BACKGROUND: After anterior cruciate ligament reconstruction (ACLR), quadriceps strength must be maximised as early as possible. OBJECTIVES: We tested whether local vibration training (LVT) during the early post-ACLR period (i.e., ∼10 weeks) could improve strength recovery. METHODS: This was a multicentric, open, parallel-group, randomised controlled trial. Thirty individuals attending ACLR were randomised by use of a dedicated Web application to 2 groups: vibration (standardised rehabilitation plus LVT, n=16) or control (standardised rehabilitation alone, n=14).
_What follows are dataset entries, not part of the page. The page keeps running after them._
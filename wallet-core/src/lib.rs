//! Escrow Rail Wallet Core
//!
//! Per-user monetary balances backed by an append-only transaction ledger.
//!
//! # Architecture
//!
//! - **Single Writer**: one actor task owns every balance mutation, so the
//!   sufficiency check and the write can never interleave with another request
//! - **Append-only ledger**: transactions are never edited or deleted
//! - **Atomic double entry**: a transfer commits both wallet mutations in one
//!   storage batch, or neither
//!
//! # Invariants
//!
//! - `balance == Σ(transactions.amount)` for every wallet, at all times
//! - `balance >= 0` always; overdraws are rejected before any write

#![forbid(unsafe_code)]
#![warn(
    missing_docs,
    rust_2018_idioms,
    missing_debug_implementations,
    clippy::all
)]

pub mod types;
pub mod storage;
pub mod wallet;
pub mod error;
pub mod actor;
pub mod config;
pub mod metrics;

// Re-exports
pub use error::{Error, Result};
pub use types::{
    Caller, Role, Transaction, TransactionKind, WalletDetails, WalletRecord,
};
pub use wallet::WalletService;
pub use storage::Storage;
pub use config::Config;
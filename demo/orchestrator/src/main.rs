// Demo Orchestrator - runs a full client/freelancer escrow scenario
// end to end against the real wallet service and settlement engine.

use anyhow::{Context, Result};
use rust_decimal_macros::dec;
use settlement::notify::ChannelSink;
use settlement::projects::{InMemoryProjectDirectory, ProjectDirectory};
use settlement::{Config, ProjectRecord, ReviewDecision, SettlementEngine};
use std::sync::Arc;
use tokio::time::{sleep, Duration};
use uuid::Uuid;
use wallet_core::{Caller, Role, WalletService};

#[tokio::main]
async fn main() -> Result<()> {
    tracing_subscriber::fmt()
        .with_env_filter(
            tracing_subscriber::EnvFilter::try_from_default_env()
                .unwrap_or_else(|_| "warn".into()),
        )
        .init();

    println!("\n🚀 =================================================================");
    println!("🚀 Escrow Rail - Milestone Settlement Demo");
    println!("🚀 Demonstrating: funded escrow, review gating, atomic release");
    println!("🚀 =================================================================\n");

    // Everything runs against throwaway data directories
    let temp = tempfile::TempDir::new()?;
    let mut config = Config::default();
    config.milestone_data_dir = temp.path().join("milestones");
    config.wallet.data_dir = temp.path().join("wallets");

    let wallet = Arc::new(WalletService::open(config.wallet.clone())?);
    let projects = Arc::new(InMemoryProjectDirectory::new());
    let (sink, mut notifications) = ChannelSink::new(32);

    let engine = Arc::new(SettlementEngine::new(
        config,
        wallet.clone(),
        projects.clone(),
        Arc::new(sink),
    )?);

    // Print notifications as they land
    tokio::spawn(async move {
        while let Some(note) = notifications.recv().await {
            println!("  🔔 [{}] {}", note.kind.as_str(), note.message);
        }
    });

    let client = Caller::new(Uuid::new_v4(), Role::Client);
    let freelancer = Caller::new(Uuid::new_v4(), Role::Freelancer);

    let project = ProjectRecord::assigned(Uuid::new_v4(), client.user_id, freelancer.user_id);
    let project_id = project.project_id;
    projects.upsert(project);

    println!("📊 Scenario: Portfolio website build");
    println!("📊 Client Aisha hires freelancer Marco on a two-milestone project");
    println!("📊 Project: {}\n", project_id);

    // Step 1: Client funds their wallet
    println!("💳 Step 1: Client deposits $500.00 into escrow wallet");
    let balance = wallet.deposit(&client, dec!(500.00)).await?;
    println!("  ✅ Client balance: ${}\n", balance);
    sleep(Duration::from_millis(300)).await;

    // Step 2: Client defines the milestones
    println!("📋 Step 2: Client adds milestones");
    let landing = engine
        .add_milestone(
            &client,
            project_id,
            "Landing page",
            "Hero, pricing, and footer sections",
            dec!(300.00),
            None,
        )
        .await?;
    let api = engine
        .add_milestone(
            &client,
            project_id,
            "API integration",
            "Wire the contact form to the backend",
            dec!(450.00),
            None,
        )
        .await?;
    println!("  ✅ 'Landing page' ($300.00) and 'API integration' ($450.00)\n");
    sleep(Duration::from_millis(300)).await;

    // Step 3: First milestone delivered and approved
    println!("🛠️  Step 3: Freelancer submits 'Landing page' for review");
    engine.submit(&freelancer, landing.milestone_id).await?;
    println!("  ✅ Submitted");
    sleep(Duration::from_millis(300)).await;

    println!("👀 Step 4: Client approves; escrow releases atomically");
    let approved = engine
        .review(&client, landing.milestone_id, ReviewDecision::Approved)
        .await?;
    println!("  ✅ Milestone status: {}", approved.status);
    let client_details = wallet.details(client.user_id).await?;
    let freelancer_details = wallet.details(freelancer.user_id).await?;
    println!(
        "  💰 Client: ${} | Freelancer: ${}\n",
        client_details.balance, freelancer_details.balance
    );
    sleep(Duration::from_millis(300)).await;

    // Step 5: Second milestone runs into an underfunded wallet
    println!("🛠️  Step 5: Freelancer submits 'API integration'");
    engine.submit(&freelancer, api.milestone_id).await?;
    println!("  ✅ Submitted");

    println!("👀 Step 6: Client approves with only $200.00 left in escrow");
    match engine
        .review(&client, api.milestone_id, ReviewDecision::Approved)
        .await
    {
        Err(settlement::Error::PaymentFailed(reason)) => {
            println!("  ⚠️  Release rejected: {}", reason);
            println!("  ⚠️  Milestone stays submitted; nothing moved\n");
        }
        other => anyhow::bail!("expected payment failure, got {:?}", other.map(|m| m.status)),
    }
    sleep(Duration::from_millis(300)).await;

    // Step 7: Top up and retry the same approval
    println!("💳 Step 7: Client deposits $300.00 more and retries");
    wallet.deposit(&client, dec!(300.00)).await?;
    let approved = engine
        .review(&client, api.milestone_id, ReviewDecision::Approved)
        .await?;
    println!("  ✅ Milestone status: {}", approved.status);

    let project = projects
        .get(project_id)?
        .context("project missing from directory")?;
    println!("  🎉 Project status: {} (all milestones approved)\n", project.status);
    sleep(Duration::from_millis(300)).await;

    // Step 8: Freelancer cashes out
    println!("🏦 Step 8: Freelancer withdraws earnings");
    let remaining = wallet.withdraw(&freelancer, dec!(750.00)).await?;
    println!("  ✅ Withdrew $750.00, balance now ${}\n", remaining);

    // Final ledger check
    println!("📈 =================================================================");
    println!("📈 FINAL LEDGER");
    println!("📈 =================================================================\n");
    for (name, caller) in [("Client", &client), ("Freelancer", &freelancer)] {
        let details = wallet.details(caller.user_id).await?;
        println!("  {} wallet: ${}", name, details.balance);
        for txn in details.transactions.iter().rev() {
            println!(
                "    {} {:>10} {}",
                txn.kind.as_str(),
                txn.amount,
                txn.description
            );
        }
        println!();
    }

    for caller in [&client, &freelancer] {
        anyhow::ensure!(
            wallet.verify_ledger(caller.user_id)?,
            "ledger drift for {}",
            caller.user_id
        );
    }
    println!("  ✅ Ledger verified: every balance equals its transaction sum\n");

    engine.shutdown().await?;
    wallet.shutdown().await?;

    println!("🎉 Demo complete!\n");
    Ok(())
}
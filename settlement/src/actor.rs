//! Settlement actor
//!
//! All milestone mutations flow through one actor task, so every
//! check-then-write (submit guard, review guard, sufficiency-gated release)
//! runs as an atomic step. Two racing approvals of the same milestone are
//! handled one after the other; the loser sees `Approved` and gets an
//! invalid-transition error instead of a second payment.

use crate::{
    error::{Error, Result},
    notify::{Notification, NotificationKind, NotificationSink},
    projects::ProjectDirectory,
    store::MilestoneStore,
    types::{Milestone, MilestoneStatus, ReviewDecision},
};
use chrono::{DateTime, Utc};
use rust_decimal::Decimal;
use std::sync::Arc;
use tokio::sync::{mpsc, oneshot};
use uuid::Uuid;
use wallet_core::{Caller, Role, WalletService};

/// Messages the settlement actor processes
pub enum SettlementMessage {
    /// Create a milestone under a project
    AddMilestone {
        /// Requesting user
        caller: Caller,
        /// Owning project
        project_id: Uuid,
        /// Milestone title
        title: String,
        /// Milestone description
        description: String,
        /// Escrow amount released on approval
        amount: Decimal,
        /// Optional due date
        due_date: Option<DateTime<Utc>>,
        /// Response channel
        response: oneshot::Sender<Result<Milestone>>,
    },
    /// Freelancer submits a milestone for review
    Submit {
        /// Requesting user
        caller: Caller,
        /// Milestone to submit
        milestone_id: Uuid,
        /// Response channel
        response: oneshot::Sender<Result<Milestone>>,
    },
    /// Client reviews a submitted milestone
    Review {
        /// Requesting user
        caller: Caller,
        /// Milestone under review
        milestone_id: Uuid,
        /// Approve or request revision
        decision: ReviewDecision,
        /// Response channel
        response: oneshot::Sender<Result<Milestone>>,
    },
    /// List a project's milestones in creation order
    ListForProject {
        /// Project to list
        project_id: Uuid,
        /// Response channel
        response: oneshot::Sender<Result<Vec<Milestone>>>,
    },
    /// Graceful shutdown
    Shutdown,
}

impl std::fmt::Debug for SettlementMessage {
    fn fmt(&self, f: &mut std::fmt::Formatter<'_>) -> std::fmt::Result {
        match self {
            SettlementMessage::AddMilestone {
                project_id, title, ..
            } => f
                .debug_struct("AddMilestone")
                .field("project_id", project_id)
                .field("title", title)
                .finish_non_exhaustive(),
            SettlementMessage::Submit { milestone_id, .. } => f
                .debug_struct("Submit")
                .field("milestone_id", milestone_id)
                .finish_non_exhaustive(),
            SettlementMessage::Review {
                milestone_id,
                decision,
                ..
            } => f
                .debug_struct("Review")
                .field("milestone_id", milestone_id)
                .field("decision", decision)
                .finish_non_exhaustive(),
            SettlementMessage::ListForProject { project_id, .. } => f
                .debug_struct("ListForProject")
                .field("project_id", project_id)
                .finish_non_exhaustive(),
            SettlementMessage::Shutdown => write!(f, "Shutdown"),
        }
    }
}

/// Single-writer actor over the milestone store
pub struct SettlementActor {
    store: Arc<MilestoneStore>,
    wallet: Arc<WalletService>,
    projects: Arc<dyn ProjectDirectory>,
    sink: Arc<dyn NotificationSink>,
    mailbox: mpsc::Receiver<SettlementMessage>,
}

impl std::fmt::Debug for SettlementActor {
    fn fmt(&self, f: &mut std::fmt::Formatter<'_>) -> std::fmt::Result {
        f.debug_struct("SettlementActor").finish_non_exhaustive()
    }
}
Experimenters, physiotherapists and participants were not blinded. Both groups received 24 sessions of standardised rehabilitation over ∼10 weeks. In addition, the vibration group received 1 hour of vibration applied to the relaxed quadriceps of the injured leg at the end of each rehabilitation session. The primary outcome - maximal isometric strength of both injured and non-injured legs (i.e., allowing for limb asymmetry measurement) - was evaluated before ACLR (PRE) and after the 10-week rehabilitation (POST). RESULTS: Seven participants were lost to follow-up, so data for 23 participants were used in the complete-case analysis. For the injured leg, the mean (SD) decrease in maximal strength from PRE to POST was significantly lower for the vibration than control group (n=11, -16% [10] vs. n=12, -30% [11]; P=0.0045, Cohen's d effect size=1.33). Mean PRE-POST change in limb symmetry was lower for the vibration than control group (-19% [11] vs. -29% [13]) but not significantly (P=0.051, Cohen's d effect size=0.85). CONCLUSION: LVT improved strength recovery after ACLR. This feasibility study suggests that LVT applied to relaxed muscles is a promising modality of vibration therapy that could be implemented early in ACLR. TRIAL REGISTRATION: ClinicalTrials.gov: NCT02929004.